U.S. firms, under pressure from the Basel II Accord requirements and the federal Sarbanes-Oxley Act, are increasingly revamping their organizations to handle operational risks. The operational risk management framework generally includes identification, measurement, monitoring, reporting, control and mitigation frameworks (Garver, 2006). Creating a framework for operational risk requires defining operational risk. More and more companies and countries are adopting the Basel Committee's definition of operational risk. That said, operational risk frameworks are not wholly general to all firms and industries. For example, the banking industry has unique needs, investment tools, and objectives and cannot adopt the operational risk frameworks of large corporations in other industries such as manufacturing or real estate. In the banking industry, operational risk often overlaps with credit risk and interest-rate risk.
Operational Risk Manager's & Management
Operational risk managers are responsible for anticipating, minimizing, mitigating, and preparing for operational risk. Operational risk managers work to minimize operational risk through engaging in the following risk management strategies: Foster a culture of risk awareness throughout the organization; back up all data, information, and procedures; practice contingency plans; take time to get to know customers; understand the firm's products; visit all branches and offices of the firm; and streamline and optimize all processes (Beans, 2003). Operational risk managers mitigate operational risk through the use of multiple strategies including: Looking and planning for the unexpected; instituting quality control programs; evaluating financial processes and transactions as if they were manufacturing processes, adopting internal performance metrics such as customer-oriented metrics, product oriented metrics, and financial oriented metrics; aligning insurance closely with the desired unit of value; and training for the unexpected. Operational risk managers prepare for operational risk through the use of multiple strategies including adopting the mindset of production managers with a concern for reducing defects in the products they produce for their customers; evaluating low frequency but high value risk/return tradeoffs; and increasing resources devoted to training, communication, and teamwork. Increased training, especially cross training, increases the likelihood that individuals throughout the organization remain alert for sources of defects or risk.
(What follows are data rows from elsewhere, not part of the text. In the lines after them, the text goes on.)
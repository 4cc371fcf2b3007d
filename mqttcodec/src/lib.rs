//! Client-side MQTT 3.1.1 / 5.0 packet decoder.
//!
//! Turns the inbound byte stream of one client connection into validated
//! control packets:
//!
//! - **Framing**: remaining-length parsing and incremental assembly. Partial
//!   input is never consumed.
//! - **Validation**: every field, property and cross-field rule is checked
//!   before a packet is produced.
//! - **Faults**: a rejected packet yields the DISCONNECT (reason code and
//!   optional reason string) to send, and ends decoding on the connection.
//!
//! ## Components
//!
//! - [`Decoder`]: per-connection driver, synchronous and runtime independent
//! - [`read_packet`]: tokio adapter reading one packet from an `AsyncRead`
//! - [`DecoderConfig`]: what the client negotiated in its CONNECT
//!
//! ## Example
//!
//! ```no_run
//! use giztoy_mqttcodec::{read_packet, Decoder, DecoderConfig, Error, Packet, ProtocolVersion};
//! use bytes::BytesMut;
//! use tokio::net::TcpStream;
//!
//! #[tokio::main]
//! async fn main() -> giztoy_mqttcodec::Result<()> {
//!     let mut stream = TcpStream::connect("127.0.0.1:1883").await?;
//!     // ... send CONNECT ...
//!
//!     let config = DecoderConfig::new(ProtocolVersion::V5).with_topic_alias_maximum(16);
//!     let mut decoder = Decoder::new(config);
//!     let mut buf = BytesMut::new();
//!
//!     loop {
//!         match read_packet(&mut stream, &mut decoder, &mut buf).await {
//!             Ok(Packet::Publish(publish)) => println!("Received on {}", publish.message.topic),
//!             Ok(other) => println!("Received {}", other.packet_type()),
//!             Err(Error::Decode(fault)) => {
//!                 // ... send fault.disconnect, then close ...
//!                 return Err(Error::Decode(fault));
//!             }
//!             Err(e) => return Err(e),
//!         }
//!     }
//! }
//! ```

mod config;
mod decoder;
mod dispatch;
mod error;
mod frame;
mod io;
mod packet;
pub mod protocol;
mod reason;
mod restrictions;
mod topic;
mod types;

pub use config::DecoderConfig;
pub use decoder::{Decoder, DecoderState, Fault, Feed};
pub use dispatch::{DecodeContext, DecodeFn, DispatchError, Dispatcher};
pub use error::{DecodeError, DecodeResult, Error, Result};
pub use frame::{read_fixed_header, split_frame, Frame};
pub use io::read_packet;
pub use packet::{
    Auth, ConnAck, Disconnect, EnhancedAuth, Packet, PubAck, PubComp, PubRec, PubRel, Publish, PublishAck,
    PublishMessage, SubAck, TopicAlias, UnsubAck,
};
pub use reason::{
    AuthReasonCode, ConnAckReasonCode, DisconnectReasonCode, PubAckReasonCode, PubRelReasonCode,
    SubAckReasonCode, UnsubAckReasonCode,
};
pub use restrictions::{ConnAckRestrictions, ConnectRestrictions};
pub use topic::{read_topic_name, TopicAliasTable};
pub use types::{FixedHeader, MqttString, PacketType, PayloadFormat, ProtocolVersion, QoS, UserProperty};

#[cfg(test)]
mod testing;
Ultimately, operational risk management is important for numerous reasons. For example, companies that experience fraud, errors, and systems failures are generally granted less capital by their financial lenders and become less competitive in the marketplace over time. In addition, companies that experience fraud, errors, and systems failures generally do not garner customer, employee, and vendor trust and develop a negative reputation in their industry or business sector (Lynn, 2006).
Market Risk
Market risk refers to exposure to the uncertain market value of a portfolio. Investors experience market risk as a result of the fluctuations in securities prices. Market risk extends to entire classes of assets or liabilities. Pure risk managers assess market risk through value-at-risk analysis. Value-at-risk analysis refers to a measure of how the market value of an asset or of a portfolio of assets is likely to decrease over a certain time period under usual conditions. Market risk anticipates the value or amount that an investment will decrease due to changes in market factors. The main factors, source, or variables effecting market risk include the following: Equity risk, equity index risk, interest rate risk, currency risk, commodity risk, unanticipated inflation and exchange rate change, decline in customer buying habits, and a shrinking market.
The United States government has strict corporate market risk reporting requirements. The Securities and Exchange Commission (SEC) requires that all corporations include a 10-K form in their annual reports describing the ways in which their own results may depend directly on financial markets. The SEC requires this reporting practice as a means of consumer protection for current or potential investors. In 2005, the Securities and Exchange Commission issued new corporate risk reporting and disclosure requirements. The SEC requires reporting on risk factors in three main categories of market behavior including industry risks, company risks, and investment risks. The SEC's new corporate risk reporting requirements, as represented by changes to annual report requirements on Form 10-K and quarterly reports on Form 10-Q, further the SEC's commitment to integrating corporate disclosure and processes first described in the Securities Act of 1933 and the Securities Exchange Act of 1934. Corporations must now disclose risk factors in their annual reports and describe changes in previously disclosed risk factors in their quarterly reports. Risk factors are believed to present a summary of the risks facing the company and identify factors that investors should consider when making an investment.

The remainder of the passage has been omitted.